The article is helpful in many ways, but apart from the word “servants,” I note a decided lack of theological content.

I agree with much of what Erhrich says, but disagree strongly that clergy should become “entrepreneurs” while members should become “servants.”  His implies that people of faith in mainline churches possess only “convenient religion.  This strikes me as downright insulting and a form of bearing false witness against his neighbors.

The people I “serve” (and I use that word on purpose) at First Presbyterian Church are not focused entirely on “comforting engagement with affirming fellowships.”  The are true servants of the living God who are engaged in God’s mission.

While I appreciate constructive criticism, I don’t appreciate condescension.  The Apostle’s advice to the church in Rome seems appropriate  “ . . . do not claim to be wiser than you are (Rom. 12:14).
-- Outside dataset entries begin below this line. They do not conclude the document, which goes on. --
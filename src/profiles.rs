//! Ladder tables for every fidelity profile.
//!
//! The thresholds and labels here must match the bucket sizes the metrics
//! and events backends pre-aggregate at. A mismatch shows up as gaps or
//! misaligned tooltips in charts.

use std::sync::LazyLock;

use bucketry_types::{Fidelity, Interval};

use crate::ladder::{GranularityLadder, GranularityStep};

/// Durations in minutes used as ladder thresholds.
pub mod thresholds {
    pub const ONE_HOUR: u64 = 60;
    pub const ONE_HOUR_AND_ONE_MINUTE: u64 = ONE_HOUR + 1;
    pub const SIX_HOURS: u64 = 6 * ONE_HOUR;
    pub const TWENTY_FOUR_HOURS: u64 = 24 * ONE_HOUR;
    pub const ONE_DAY_AND_ONE_MINUTE: u64 = TWENTY_FOUR_HOURS + 1;
    pub const TWO_DAYS: u64 = 2 * TWENTY_FOUR_HOURS;
    pub const ONE_WEEK: u64 = 7 * TWENTY_FOUR_HOURS;
    pub const TWO_WEEKS: u64 = 14 * TWENTY_FOUR_HOURS;
    pub const THIRTY_DAYS: u64 = 30 * TWENTY_FOUR_HOURS;
    pub const SIXTY_DAYS: u64 = 60 * TWENTY_FOUR_HOURS;
}

use self::thresholds::*;

const fn step(threshold_minutes: u64, interval: Interval) -> GranularityStep {
    GranularityStep::new(threshold_minutes, interval)
}

const HIGH_STEPS: &[GranularityStep] = &[
    step(SIXTY_DAYS, Interval::hours(4)),
    step(THIRTY_DAYS, Interval::hours(1)),
    step(ONE_DAY_AND_ONE_MINUTE, Interval::mins(30)),
    step(ONE_HOUR_AND_ONE_MINUTE, Interval::mins(5)),
    step(0, Interval::mins(1)),
];

const MEDIUM_STEPS: &[GranularityStep] = &[
    step(SIXTY_DAYS, Interval::days(1)),
    step(THIRTY_DAYS, Interval::hours(4)),
    step(ONE_DAY_AND_ONE_MINUTE, Interval::hours(1)),
    step(ONE_HOUR_AND_ONE_MINUTE, Interval::mins(15)),
    step(0, Interval::mins(5)),
];

const LOW_STEPS: &[GranularityStep] = &[
    step(SIXTY_DAYS, Interval::days(2)),
    step(THIRTY_DAYS, Interval::days(1)),
    step(TWO_WEEKS, Interval::hours(12)),
    step(ONE_DAY_AND_ONE_MINUTE, Interval::hours(6)),
    step(ONE_HOUR_AND_ONE_MINUTE, Interval::hours(1)),
    step(0, Interval::mins(10)),
];

const METRICS_STEPS: &[GranularityStep] = &[
    step(SIXTY_DAYS, Interval::days(1)),
    step(THIRTY_DAYS, Interval::hours(12)),
    step(TWO_WEEKS, Interval::hours(4)),
    step(TWENTY_FOUR_HOURS, Interval::mins(30)),
    step(SIX_HOURS, Interval::mins(5)),
    step(ONE_HOUR, Interval::mins(1)),
    step(0, Interval::mins(1)),
];

const ISSUES_STEPS: &[GranularityStep] = &[
    step(SIXTY_DAYS, Interval::days(1)),
    step(THIRTY_DAYS, Interval::hours(12)),
    step(TWO_WEEKS, Interval::hours(4)),
    step(ONE_WEEK, Interval::hours(2)),
    step(TWO_DAYS, Interval::hours(1)),
    step(TWENTY_FOUR_HOURS, Interval::mins(20)),
    step(SIX_HOURS, Interval::mins(5)),
    step(ONE_HOUR, Interval::mins(1)),
    step(0, Interval::mins(1)),
];

const SPANS_STEPS: &[GranularityStep] = &[
    step(SIXTY_DAYS, Interval::days(1)),
    step(THIRTY_DAYS, Interval::hours(12)),
    step(TWO_WEEKS, Interval::hours(4)),
    step(ONE_WEEK, Interval::hours(2)),
    step(TWO_DAYS, Interval::mins(30)),
    step(TWENTY_FOUR_HOURS, Interval::mins(15)),
    step(SIX_HOURS, Interval::mins(15)),
    step(ONE_HOUR, Interval::mins(5)),
    step(0, Interval::mins(1)),
];

const SPANS_LOW_STEPS: &[GranularityStep] = &[
    step(THIRTY_DAYS, Interval::days(1)),
    step(TWO_WEEKS, Interval::hours(12)),
    step(ONE_WEEK, Interval::hours(4)),
    step(TWO_DAYS, Interval::hours(2)),
    step(TWENTY_FOUR_HOURS, Interval::hours(1)),
    step(SIX_HOURS, Interval::mins(30)),
    step(ONE_HOUR, Interval::mins(10)),
    step(0, Interval::mins(5)),
];

// The series API cannot aggregate below 5m and only uses sub-hour buckets
// for ranges under six hours.
const SERIES_API_STEPS: &[GranularityStep] = &[
    step(SIXTY_DAYS, Interval::days(1)),
    step(THIRTY_DAYS, Interval::hours(4)),
    step(SIX_HOURS, Interval::hours(1)),
    step(0, Interval::mins(5)),
];

fn build(steps: &'static [GranularityStep]) -> GranularityLadder {
    // Static tables; a missing zero step is a defect in this file.
    match GranularityLadder::new(steps) {
        Ok(ladder) => ladder,
        Err(e) => panic!("invalid built-in ladder: {e}"),
    }
}

static HIGH: LazyLock<GranularityLadder> = LazyLock::new(|| build(HIGH_STEPS));
static MEDIUM: LazyLock<GranularityLadder> = LazyLock::new(|| build(MEDIUM_STEPS));
static LOW: LazyLock<GranularityLadder> = LazyLock::new(|| build(LOW_STEPS));
static METRICS: LazyLock<GranularityLadder> = LazyLock::new(|| build(METRICS_STEPS));
static ISSUES: LazyLock<GranularityLadder> = LazyLock::new(|| build(ISSUES_STEPS));
static SPANS: LazyLock<GranularityLadder> = LazyLock::new(|| build(SPANS_STEPS));
static SPANS_LOW: LazyLock<GranularityLadder> = LazyLock::new(|| build(SPANS_LOW_STEPS));
static SERIES_API: LazyLock<GranularityLadder> = LazyLock::new(|| build(SERIES_API_STEPS));

/// The ladder backing a fidelity profile.
pub fn ladder(fidelity: Fidelity) -> &'static GranularityLadder {
    match fidelity {
        Fidelity::High => &*HIGH,
        Fidelity::Medium => &*MEDIUM,
        Fidelity::Low => &*LOW,
        Fidelity::Metrics => &*METRICS,
        Fidelity::Issues => &*ISSUES,
        Fidelity::Spans => &*SPANS,
        Fidelity::SpansLow => &*SPANS_LOW,
    }
}

/// The dedicated ladder for the events series API.
pub fn series_api_ladder() -> &'static GranularityLadder {
    &*SERIES_API
}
Surely the church can change without “dissing” the saints who are currently in the pews.

Turning the Tractor

Frank Loveless was born in 1901.  He grew up in Spade, Texas, which is less than a wide spot in the road; it’s just a junction were farm roads intersect.  When Frank was a 16 years old, he was working his father’s cotton field with a horse-drawn plow when a tractor salesman appeared.  The vendor was driving a truck and towing a trailer on which was perched a brand new McCormick tractor.  He backed the newfangled thing off the trailer and asked Frank if he’d like to give it a go.

Frank had never driven a tractor.  I’m not sure he’d ever driven a car.  He climbed up on the contraption and started down the row of cotton he’d been working with his horse-drawn rig.  When he got to the end of the turn-row, he pulled back hard on the steering wheel and yelled “Whoa!”

The tractor, obviously hard of hearing, continued on its course, crashed through the barbed wire fence and came to rest in a ditch.  Steam gushed from the punctured radiator.

The salesman managed to the tractor back on the trailer and drove away.  Frank went back to his horse-drawn plow.  So much for technology.

Frank Loveless was my grandfather.

Although I’m not exactly a Luddite, it’s clear that I am not genetically predisposed to technological innovation.   My son Adam has been blogging for years.  He must get it from his mother’s side of the family.  It was Adam who convinced me to enter the blogosphere,  and I do so with considerable trepidation.

For one thing, I’m not sure I have to time to keep this up.  For another, I have serious doubts that anything I would write would be worth reading.  Most of all, I fear that, having expended my full allotment of words on a weekly sermon, I won’t have any left for a blog.  Or at least no words worth posting.

Oh well, I’ll give it a go.  I can always go back to the horse.